Exercise input: Begin
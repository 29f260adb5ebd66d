#![allow(clippy::unwrap_used, clippy::expect_used)]
#![allow(dead_code)]

use std::path::Path;
use std::sync::Arc;
use std::sync::atomic::{AtomicUsize, Ordering};
use std::time::Duration;

use async_trait::async_trait;
use sea_orm::{DatabaseConnection, DbErr};
use tenancy::{ConnectSettings, DbConnector, ProvisionSettings, SeaConnector, StoreError};

/// `SQLite` DSN template placing every tenant database under `dir`.
///
/// Without `mode=rwc` the driver refuses to create missing files, which is
/// what the provisioning tests rely on.
#[must_use]
pub fn sqlite_template(dir: &Path, create: bool) -> String {
    let base = format!("sqlite://{}/{{tenant}}.db", dir.display());
    if create { format!("{base}?mode=rwc") } else { base }
}

/// Connector double counting every call and optionally failing one close.
#[derive(Default)]
pub struct CountingConnector {
    pub inner: SeaConnector,
    pub connects: AtomicUsize,
    pub provisions: AtomicUsize,
    pub closes: AtomicUsize,
    /// 1-based index of the close call that fails.
    pub fail_close_on: Option<usize>,
    /// Delay applied to every connect, to widen race windows.
    pub connect_delay: Option<Duration>,
    /// Hand out a disconnected handle instead of opening a pool.
    pub disconnected: bool,
}

impl CountingConnector {
    #[must_use]
    pub fn new() -> Arc<Self> {
        Arc::new(Self::default())
    }

    #[must_use]
    pub fn connects(&self) -> usize {
        self.connects.load(Ordering::SeqCst)
    }

    #[must_use]
    pub fn closes(&self) -> usize {
        self.closes.load(Ordering::SeqCst)
    }
}

#[async_trait]
impl DbConnector for CountingConnector {
    async fn connect(
        &self,
        dsn: &str,
        settings: &ConnectSettings,
    ) -> Result<DatabaseConnection, StoreError> {
        self.connects.fetch_add(1, Ordering::SeqCst);
        if let Some(delay) = self.connect_delay {
            tokio::time::sleep(delay).await;
        }
        if self.disconnected {
            return Ok(DatabaseConnection::Disconnected);
        }
        self.inner.connect(dsn, settings).await
    }

    async fn provision(
        &self,
        dsn: &str,
        database: &str,
        settings: &ProvisionSettings,
    ) -> Result<(), StoreError> {
        self.provisions.fetch_add(1, Ordering::SeqCst);
        self.inner.provision(dsn, database, settings).await
    }

    async fn close(&self, conn: DatabaseConnection) -> Result<(), StoreError> {
        let n = self.closes.fetch_add(1, Ordering::SeqCst) + 1;
        let res = conn.close().await;
        if self.fail_close_on == Some(n) {
            return Err(StoreError::Db(DbErr::Custom(format!("close #{n} rejected"))));
        }
        res.map_err(StoreError::from)
    }
}
//! Tenant-scoped cache operations and the distributed lock.
//!
//! A lock is a key holding the owner's token, created with `SET NX` and
//! released by a server-side compare-and-delete.

use std::collections::HashMap;
use std::sync::{Arc, LazyLock};
use std::time::Duration;

use redis::aio::ConnectionManager;
use redis::{AsyncCommands, RedisError, Script};
use serde::de::DeserializeOwned;

use super::{CacheManager, CacheValue};
use crate::{Result, TenantCtx, TenantError};

const LOCK_PREFIX: &str = "lock:";

/// Deletes the lock key only if it still holds the caller's token.
static UNLOCK_SCRIPT: LazyLock<Script> = LazyLock::new(|| {
    Script::new(
        r#"if redis.call("get", KEYS[1]) == ARGV[1] then
    return redis.call("del", KEYS[1])
else
    return 0
end"#,
    )
});

/// A member of a sorted set with its score.
#[derive(Clone, Debug, PartialEq)]
pub struct ScoredMember {
    pub member: String,
    pub score: f64,
}

/// Typed cache operations scoped to the tenant of a [`TenantCtx`].
///
/// Every operation picks the tenant's client and prefixes its keys through
/// the [`CacheManager`]. Once the manager is closed every operation fails
/// with `ClientClosed`.
#[derive(Clone, Debug)]
pub struct CacheHelper {
    manager: Arc<CacheManager>,
}

/// Redis rejects expiries that overflow when added to the server clock.
const MAX_TTL_MILLIS: u64 = 1 << 62;

/// `ttl` in milliseconds. Positive durations round up to at least 1ms so a
/// sub-millisecond TTL never becomes "no expiry" or "expire now".
fn ttl_millis(ttl: Duration) -> u64 {
    if ttl.is_zero() {
        return 0;
    }
    u64::try_from(ttl.as_millis())
        .unwrap_or(MAX_TTL_MILLIS)
        .clamp(1, MAX_TTL_MILLIS)
}

fn encode_all<V: CacheValue>(key: &str, values: &[V]) -> Result<Vec<Vec<u8>>> {
    values
        .iter()
        .map(|v| {
            v.encode().map_err(|source| TenantError::Serialization {
                key: key.to_owned(),
                source,
            })
        })
        .collect()
}

impl CacheHelper {
    #[must_use]
    pub fn new(manager: Arc<CacheManager>) -> Self {
        Self { manager }
    }

    #[must_use]
    pub fn manager(&self) -> &Arc<CacheManager> {
        &self.manager
    }

    fn target(&self, ctx: &TenantCtx, key: &str) -> Result<(ConnectionManager, String)> {
        let conn = self.manager.get_client_from_context(ctx).connection()?;
        Ok((conn, self.manager.with_tenant_prefix(ctx, key)))
    }

    fn encode(key: &str, value: &(impl CacheValue + ?Sized)) -> Result<Vec<u8>> {
        value.encode().map_err(|source| TenantError::Serialization {
            key: key.to_owned(),
            source,
        })
    }

    fn cache_err(op: &'static str, key: String) -> impl FnOnce(RedisError) -> TenantError {
        move |source| TenantError::Cache { op, key, source }
    }

    /// Store `value` under `key`. A zero `ttl` stores without expiry.
    ///
    /// # Errors
    /// `Serialization` if the value cannot be encoded, `Cache` on store failure.
    pub async fn set(
        &self,
        ctx: &TenantCtx,
        key: &str,
        value: &(impl CacheValue + ?Sized),
        ttl: Duration,
    ) -> Result<()> {
        let (mut conn, key) = self.target(ctx, key)?;
        let bytes = Self::encode(&key, value)?;
        let res: redis::RedisResult<()> = if ttl.is_zero() {
            conn.set(&key, bytes).await
        } else {
            conn.pset_ex(&key, bytes, ttl_millis(ttl)).await
        };
        res.map_err(Self::cache_err("set", key))
    }

    /// The string stored under `key`, `None` if missing.
    ///
    /// # Errors
    /// `Cache` on store failure.
    pub async fn get(&self, ctx: &TenantCtx, key: &str) -> Result<Option<String>> {
        let (mut conn, key) = self.target(ctx, key)?;
        conn.get(&key).await.map_err(Self::cache_err("get", key))
    }

    /// Decode the JSON stored under `key`, `None` if missing.
    ///
    /// # Errors
    /// `Serialization` if the stored value is not valid JSON for `T`,
    /// `Cache` on store failure.
    pub async fn get_object<T: DeserializeOwned>(
        &self,
        ctx: &TenantCtx,
        key: &str,
    ) -> Result<Option<T>> {
        let (mut conn, key) = self.target(ctx, key)?;
        let raw: Option<Vec<u8>> = conn
            .get(&key)
            .await
            .map_err(Self::cache_err("get_object", key.clone()))?;
        raw.map(|bytes| serde_json::from_slice(&bytes))
            .transpose()
            .map_err(|source| TenantError::Serialization { key, source })
    }

    /// Delete `keys`, returning how many existed.
    ///
    /// # Errors
    /// `Cache` on store failure.
    pub async fn delete(&self, ctx: &TenantCtx, keys: &[&str]) -> Result<u64> {
        if keys.is_empty() {
            return Ok(0);
        }
        let mut conn = self.manager.get_client_from_context(ctx).connection()?;
        let prefixed: Vec<String> = keys
            .iter()
            .map(|k| self.manager.with_tenant_prefix(ctx, k))
            .collect();
        conn.del(&prefixed)
            .await
            .map_err(Self::cache_err("delete", prefixed.join(" ")))
    }

    /// # Errors
    /// `Cache` on store failure.
    pub async fn exists(&self, ctx: &TenantCtx, key: &str) -> Result<bool> {
        let (mut conn, key) = self.target(ctx, key)?;
        conn.exists(&key).await.map_err(Self::cache_err("exists", key))
    }

    /// Set the time to live of `key`. Returns `false` if the key does not exist.
    ///
    /// # Errors
    /// `Cache` on store failure.
    pub async fn expire(&self, ctx: &TenantCtx, key: &str, ttl: Duration) -> Result<bool> {
        let (mut conn, key) = self.target(ctx, key)?;
        let ms = i64::try_from(ttl_millis(ttl)).unwrap_or(i64::MAX);
        conn.pexpire(&key, ms)
            .await
            .map_err(Self::cache_err("expire", key))
    }

    /// Increment the integer stored under `key`, returning the new value.
    ///
    /// # Errors
    /// `Cache` on store failure or if the value is not an integer.
    pub async fn incr(&self, ctx: &TenantCtx, key: &str) -> Result<i64> {
        let (mut conn, key) = self.target(ctx, key)?;
        conn.incr(&key, 1_i64)
            .await
            .map_err(Self::cache_err("incr", key))
    }

    /// # Errors
    /// `Serialization` if the value cannot be encoded, `Cache` on store failure.
    pub async fn hset(
        &self,
        ctx: &TenantCtx,
        key: &str,
        field: &str,
        value: &(impl CacheValue + ?Sized),
    ) -> Result<()> {
        let (mut conn, key) = self.target(ctx, key)?;
        let bytes = Self::encode(&key, value)?;
        conn.hset(&key, field, bytes)
            .await
            .map_err(Self::cache_err("hset", key))
    }

    /// # Errors
    /// `Cache` on store failure.
    pub async fn hget(&self, ctx: &TenantCtx, key: &str, field: &str) -> Result<Option<String>> {
        let (mut conn, key) = self.target(ctx, key)?;
        conn.hget(&key, field)
            .await
            .map_err(Self::cache_err("hget", key))
    }

    /// # Errors
    /// `Cache` on store failure.
    pub async fn hget_all(&self, ctx: &TenantCtx, key: &str) -> Result<HashMap<String, String>> {
        let (mut conn, key) = self.target(ctx, key)?;
        conn.hgetall(&key)
            .await
            .map_err(Self::cache_err("hget_all", key))
    }

    /// Remove `fields` from the hash, returning how many were removed.
    ///
    /// # Errors
    /// `Cache` on store failure.
    pub async fn hdel(&self, ctx: &TenantCtx, key: &str, fields: &[&str]) -> Result<u64> {
        let (mut conn, key) = self.target(ctx, key)?;
        conn.hdel(&key, fields)
            .await
            .map_err(Self::cache_err("hdel", key))
    }

    /// Prepend `values`, returning the new list length.
    ///
    /// # Errors
    /// `Serialization` if a value cannot be encoded, `Cache` on store failure.
    pub async fn lpush<V: CacheValue>(&self, ctx: &TenantCtx, key: &str, values: &[V]) -> Result<u64> {
        let (mut conn, key) = self.target(ctx, key)?;
        let encoded = encode_all(&key, values)?;
        conn.lpush(&key, encoded)
            .await
            .map_err(Self::cache_err("lpush", key))
    }

    /// Append `values`, returning the new list length.
    ///
    /// # Errors
    /// `Serialization` if a value cannot be encoded, `Cache` on store failure.
    pub async fn rpush<V: CacheValue>(&self, ctx: &TenantCtx, key: &str, values: &[V]) -> Result<u64> {
        let (mut conn, key) = self.target(ctx, key)?;
        let encoded = encode_all(&key, values)?;
        conn.rpush(&key, encoded)
            .await
            .map_err(Self::cache_err("rpush", key))
    }

    /// Elements `start..=stop` of the list; negative indexes count from the end.
    ///
    /// # Errors
    /// `Cache` on store failure.
    pub async fn lrange(
        &self,
        ctx: &TenantCtx,
        key: &str,
        start: isize,
        stop: isize,
    ) -> Result<Vec<String>> {
        let (mut conn, key) = self.target(ctx, key)?;
        conn.lrange(&key, start, stop)
            .await
            .map_err(Self::cache_err("lrange", key))
    }

    /// Add `members` to the set, returning how many were new.
    ///
    /// # Errors
    /// `Serialization` if a member cannot be encoded, `Cache` on store failure.
    pub async fn sadd<V: CacheValue>(&self, ctx: &TenantCtx, key: &str, members: &[V]) -> Result<u64> {
        let (mut conn, key) = self.target(ctx, key)?;
        let encoded = encode_all(&key, members)?;
        conn.sadd(&key, encoded)
            .await
            .map_err(Self::cache_err("sadd", key))
    }

    /// # Errors
    /// `Cache` on store failure.
    pub async fn smembers(&self, ctx: &TenantCtx, key: &str) -> Result<Vec<String>> {
        let (mut conn, key) = self.target(ctx, key)?;
        conn.smembers(&key)
            .await
            .map_err(Self::cache_err("smembers", key))
    }

    /// # Errors
    /// `Serialization` if a member cannot be encoded, `Cache` on store failure.
    pub async fn srem<V: CacheValue>(&self, ctx: &TenantCtx, key: &str, members: &[V]) -> Result<u64> {
        let (mut conn, key) = self.target(ctx, key)?;
        let encoded = encode_all(&key, members)?;
        conn.srem(&key, encoded)
            .await
            .map_err(Self::cache_err("srem", key))
    }

    /// Add `(score, member)` pairs to the sorted set, returning how many were new.
    ///
    /// # Errors
    /// `Serialization` if a member cannot be encoded, `Cache` on store failure.
    pub async fn zadd<V: CacheValue>(
        &self,
        ctx: &TenantCtx,
        key: &str,
        members: &[(f64, V)],
    ) -> Result<u64> {
        let (mut conn, key) = self.target(ctx, key)?;
        let encoded = members
            .iter()
            .map(|(score, member)| Self::encode(&key, member).map(|m| (*score, m)))
            .collect::<Result<Vec<_>>>()?;
        conn.zadd_multiple(&key, encoded.as_slice())
            .await
            .map_err(Self::cache_err("zadd", key))
    }

    /// Members ranked `start..=stop` by ascending score.
    ///
    /// # Errors
    /// `Cache` on store failure.
    pub async fn zrange(
        &self,
        ctx: &TenantCtx,
        key: &str,
        start: isize,
        stop: isize,
    ) -> Result<Vec<String>> {
        let (mut conn, key) = self.target(ctx, key)?;
        conn.zrange(&key, start, stop)
            .await
            .map_err(Self::cache_err("zrange", key))
    }

    /// # Errors
    /// `Cache` on store failure.
    pub async fn zrange_with_scores(
        &self,
        ctx: &TenantCtx,
        key: &str,
        start: isize,
        stop: isize,
    ) -> Result<Vec<ScoredMember>> {
        let (mut conn, key) = self.target(ctx, key)?;
        let pairs: Vec<(String, f64)> = conn
            .zrange_withscores(&key, start, stop)
            .await
            .map_err(Self::cache_err("zrange_with_scores", key))?;
        Ok(pairs
            .into_iter()
            .map(|(member, score)| ScoredMember { member, score })
            .collect())
    }

    /// # Errors
    /// `Serialization` if a member cannot be encoded, `Cache` on store failure.
    pub async fn zrem<V: CacheValue>(&self, ctx: &TenantCtx, key: &str, members: &[V]) -> Result<u64> {
        let (mut conn, key) = self.target(ctx, key)?;
        let encoded = encode_all(&key, members)?;
        conn.zrem(&key, encoded)
            .await
            .map_err(Self::cache_err("zrem", key))
    }

    /// Try to acquire the lock `name` for `token`.
    ///
    /// Returns `true` only if this call created the lock key. The key expires
    /// after `ttl`; a zero `ttl` creates a lock that never expires.
    ///
    /// # Errors
    /// `EmptyIdentifier` for an empty name or token, `Cache` on store failure.
    pub async fn lock(&self, ctx: &TenantCtx, name: &str, token: &str, ttl: Duration) -> Result<bool> {
        Self::check_lock_args("lock", name, token)?;
        let (mut conn, key) = self.target(ctx, &format!("{LOCK_PREFIX}{name}"))?;

        let mut cmd = redis::cmd("SET");
        cmd.arg(&key).arg(token).arg("NX");
        if !ttl.is_zero() {
            cmd.arg("PX").arg(ttl_millis(ttl));
        }
        let reply: Option<String> = cmd
            .query_async(&mut conn)
            .await
            .map_err(Self::cache_err("lock", key.clone()))?;

        let acquired = reply.is_some();
        tracing::debug!(key = %key, acquired, "Lock attempt");
        Ok(acquired)
    }

    /// Release the lock `name` if it is still held by `token`.
    ///
    /// Compare and delete run as one server-side script. Returns `false`
    /// when the lock is missing or held by another token.
    ///
    /// # Errors
    /// `EmptyIdentifier` for an empty name or token, `Cache` on store failure.
    pub async fn unlock(&self, ctx: &TenantCtx, name: &str, token: &str) -> Result<bool> {
        Self::check_lock_args("unlock", name, token)?;
        let (mut conn, key) = self.target(ctx, &format!("{LOCK_PREFIX}{name}"))?;

        let deleted: i64 = UNLOCK_SCRIPT
            .key(&key)
            .arg(token)
            .invoke_async(&mut conn)
            .await
            .map_err(Self::cache_err("unlock", key.clone()))?;

        tracing::debug!(key = %key, released = deleted == 1, "Unlock attempt");
        Ok(deleted == 1)
    }

    fn check_lock_args(op: &'static str, name: &str, token: &str) -> Result<()> {
        if name.is_empty() {
            return Err(TenantError::EmptyIdentifier { op, what: "lock name" });
        }
        if token.is_empty() {
            return Err(TenantError::EmptyIdentifier { op, what: "lock token" });
        }
        Ok(())
    }
}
Exercise input: End
:: Activity ::
From the listing above, the lines starting with the one that has "#[derive(Default)]" and running through the one that has "opening a pool." should be copied exactly, ends included.

:: Result of the exercise ::
#[derive(Default)]
pub struct CountingConnector {
    pub inner: SeaConnector,
    pub connects: AtomicUsize,
    pub provisions: AtomicUsize,
    pub closes: AtomicUsize,
    /// 1-based index of the close call that fails.
    pub fail_close_on: Option<usize>,
    /// Delay applied to every connect, to widen race windows.
    pub connect_delay: Option<Duration>,
    /// Hand out a disconnected handle instead of opening a pool.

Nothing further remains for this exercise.